In functional, noncoding RNA, structure is often essential to function. While the full 3D structure is very difficult to determine, the 2D structure of an RNA molecule gives good clues to its 3D structure, and for molecules of moderate length, it can be predicted with good reliability. Structure comparison is, in analogy to sequence comparison, the essential technique to infer related function. We provide a method for computing multiple alignments of RNA secondary structures under the tree alignment model, which is suitable to cluster RNA molecules purely on the structural level, i.e., sequence similarity is not required. We give a systematic generalization of the profile alignment method from strings to trees and forests. We introduce a tree profile representation of RNA secondary structure alignments which allows reasonable scoring in structure comparison. Besides the technical aspects, an RNA profile is a useful data structure to represent multiple structures of RNA sequences. Moreover, we propose a visualization of RNA consensus structures that is enriched by the full sequence information.

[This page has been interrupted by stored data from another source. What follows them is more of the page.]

#[derive(Debug, Deserialize, Serialize, Clone)]
pub struct RetryConfig {
    /// Attempts per logical send
    #[serde(default = "default_max_attempts")]
    pub max_attempts: u32,

    /// Delay between attempts in milliseconds
    #[serde(default = "default_retry_delay_ms")]
    pub retry_delay_ms: u64,

    /// Time spent listening for a reply after each transmit
    #[serde(default = "default_hearing_window_ms")]
    pub hearing_window_ms: u64,

    /// Poll interval inside every wait loop
    #[serde(default = "default_poll_interval_ms")]
    pub poll_interval_ms: u64,

    /// Acknowledgement matching strictness
    #[serde(default = "default_ack_mode")]
    pub ack_mode: AckMode,

    /// Frames kept for later processing while waiting for an acknowledgement
    #[serde(default = "default_backlog_capacity")]
    pub backlog_capacity: usize,
}

#[derive(Debug, Deserialize, Serialize, Clone)]
pub struct TimingConfig {
    /// Settling time after boot before the first transmission
    #[serde(default = "default_stabilization_ms")]
    pub stabilization_ms: u64,

    /// Length of one idle/sleep cycle
    #[serde(default = "default_sleep_cycle_ms")]
    pub sleep_cycle_ms: u64,

    /// Time spent in the Error state before restarting
    #[serde(default = "default_error_backoff_ms")]
    pub error_backoff_ms: u64,

    /// Minimum time between repeated sensor notifications
    #[serde(default = "default_sensor_debounce_ms")]
    pub sensor_debounce_ms: u64,

    /// Minimum time between repeats of the same remote-control button
    #[serde(default = "default_button_debounce_ms")]
    pub button_debounce_ms: u64,

    /// Sensor re-check period while a sensor stays active
    #[serde(default = "default_sensor_check_interval_ms")]
    pub sensor_check_interval_ms: u64,

    /// How long a sensor-activated camera stays on
    #[serde(default = "default_camera_on_duration_ms")]
    pub camera_on_duration_ms: u64,

    /// Interval between background retries to an unreachable coordinator
    #[serde(default = "default_coordinator_retry_interval_ms")]
    pub coordinator_retry_interval_ms: u64,
}

#[derive(Debug, Deserialize, Serialize, Clone)]
pub struct BatteryConfig {
    /// ADC reference voltage
    #[serde(default = "default_reference_volts")]
    pub reference_volts: f32,

    /// Full-scale ADC reading
    #[serde(default = "default_adc_max")]
    pub adc_max: u16,

    /// Voltage divider ratio in front of the ADC pin
    #[serde(default = "default_divider_ratio")]
    pub divider_ratio: f32,

    /// Per-board correction factor
    #[serde(default = "default_scaling_factor")]
    pub scaling_factor: f32,

    /// Raw ADC value reported by the simulated gauge
    #[serde(default = "default_simulated_raw")]
    pub simulated_raw: u16,
}

#[derive(Debug, Deserialize, Serialize, Clone)]
pub struct HubConfig {
    /// Bridge hub lines over stdin/stdout (coordinator only)
    #[serde(default = "default_hub_enabled")]
    pub enabled: bool,
}

impl RetryConfig {
    pub fn retry_delay(&self) -> Duration {
        Duration::from_millis(self.retry_delay_ms)
    }

    pub fn hearing_window(&self) -> Duration {
        Duration::from_millis(self.hearing_window_ms)
    }

    pub fn poll_interval(&self) -> Duration {
        Duration::from_millis(self.poll_interval_ms)
    }
}

impl TimingConfig {
    pub fn stabilization(&self) -> Duration {
        Duration::from_millis(self.stabilization_ms)
    }

    pub fn sleep_cycle(&self) -> Duration {
        Duration::from_millis(self.sleep_cycle_ms)
    }

    pub fn error_backoff(&self) -> Duration {
        Duration::from_millis(self.error_backoff_ms)
    }

    pub fn sensor_debounce(&self) -> Duration {
        Duration::from_millis(self.sensor_debounce_ms)
    }

    pub fn button_debounce(&self) -> Duration {
        Duration::from_millis(self.button_debounce_ms)
    }

    pub fn sensor_check_interval(&self) -> Duration {
        Duration::from_millis(self.sensor_check_interval_ms)
    }

    pub fn camera_on_duration(&self) -> Duration {
        Duration::from_millis(self.camera_on_duration_ms)
    }

    pub fn coordinator_retry_interval(&self) -> Duration {
        Duration::from_millis(self.coordinator_retry_interval_ms)
    }
}
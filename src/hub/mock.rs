use super::HubLink;
use crate::error::HubError;
use async_trait::async_trait;
use parking_lot::Mutex;
use std::collections::VecDeque;
use std::sync::Arc;

#[derive(Default)]
struct MemoryHubState {
    published: Vec<String>,
    commands: VecDeque<String>,
    failing_publishes: u32,
}

/// In-memory hub for tests; clones share state
#[derive(Clone, Default)]
pub struct MemoryHub {
    state: Arc<Mutex<MemoryHubState>>,
}

impl MemoryHub {
    pub fn new() -> Self {
        Self::default()
    }

    /// Queue a command line as if sent by the backend
    pub fn push_command(&self, line: &str) {
        self.state.lock().commands.push_back(line.to_string());
    }

    pub fn fail_next_publishes(&self, count: u32) {
        self.state.lock().failing_publishes = count;
    }

    pub fn published(&self) -> Vec<String> {
        self.state.lock().published.clone()
    }

    pub fn clear_published(&self) {
        self.state.lock().published.clear();
    }
}

#[async_trait]
impl HubLink for MemoryHub {
    async fn publish(&mut self, line: &str) -> Result<(), HubError> {
        let mut state = self.state.lock();
        if state.failing_publishes > 0 {
            state.failing_publishes -= 1;
            return Err(HubError::Publish {
                details: "memory hub publish failure".to_string(),
            });
        }
        state.published.push(line.to_string());
        Ok(())
    }

    async fn poll_command(&mut self) -> Result<Option<String>, HubError> {
        Ok(self.state.lock().commands.pop_front())
    }
}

在功能性非编码RNA中,结构往往对功能至关重要。虽然完整的三维结构很难确定,但RNA分子的二维结构能为其三维结构提供很好的线索,对于中等长度的分子,其二维结构可以较为可靠地预测。与序列比较类似,结构比较是推断相关功能的关键技术。我们提供了一种在树形比对模型下计算RNA二级结构多重比对的方法,该方法适用于仅在结构层面上对RNA分子进行聚类,即不需要序列相似性。我们对从字符串到树和森林的轮廓比对方法进行了系统的推广。我们引入了一种RNA二级结构比对的树形轮廓表示法,它能在结构比较中进行合理的打分。除了技术方面,RNA轮廓是一种表示RNA序列多种结构的有用数据结构。此外,我们提出了一种能通过完整序列信息得到丰富的RNA共有结构可视化方法。